» **Exercise**:
Each line of the material below is to be checked for "Result"; the number of matching lines is the only output expected.

» **Input data**:

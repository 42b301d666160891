use sqlx::migrate::{MigrateError, Migrator};

use crate::DbPool;

pub static MIGRATOR: Migrator = sqlx::migrate!("../../migrations");

pub async fn run_pending(pool: &DbPool) -> Result<(), MigrateError> {
    MIGRATOR.run(pool).await
}

/// Versions applied to `pool`, oldest first.
pub async fn applied_versions(pool: &DbPool) -> Result<Vec<i64>, sqlx::Error> {
    let exists: i64 = sqlx::query_scalar(
        "SELECT COUNT(*) FROM sqlite_master WHERE type = 'table' AND name = '_sqlx_migrations'",
    )
    .fetch_one(pool)
    .await?;
    if exists == 0 {
        return Ok(Vec::new());
    }
    sqlx::query_scalar("SELECT version FROM _sqlx_migrations WHERE success = 1 ORDER BY version")
        .fetch_all(pool)
        .await
}

/// Migrations known to this build that `pool` has not applied yet.
pub async fn pending_count(pool: &DbPool) -> Result<usize, sqlx::Error> {
    let applied = applied_versions(pool).await?;
    Ok(MIGRATOR
        .iter()
        .filter(|migration| !migration.migration_type.is_down_migration())
        .filter(|migration| !applied.contains(&migration.version))
        .count())
}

» **Solution for this problem**:
3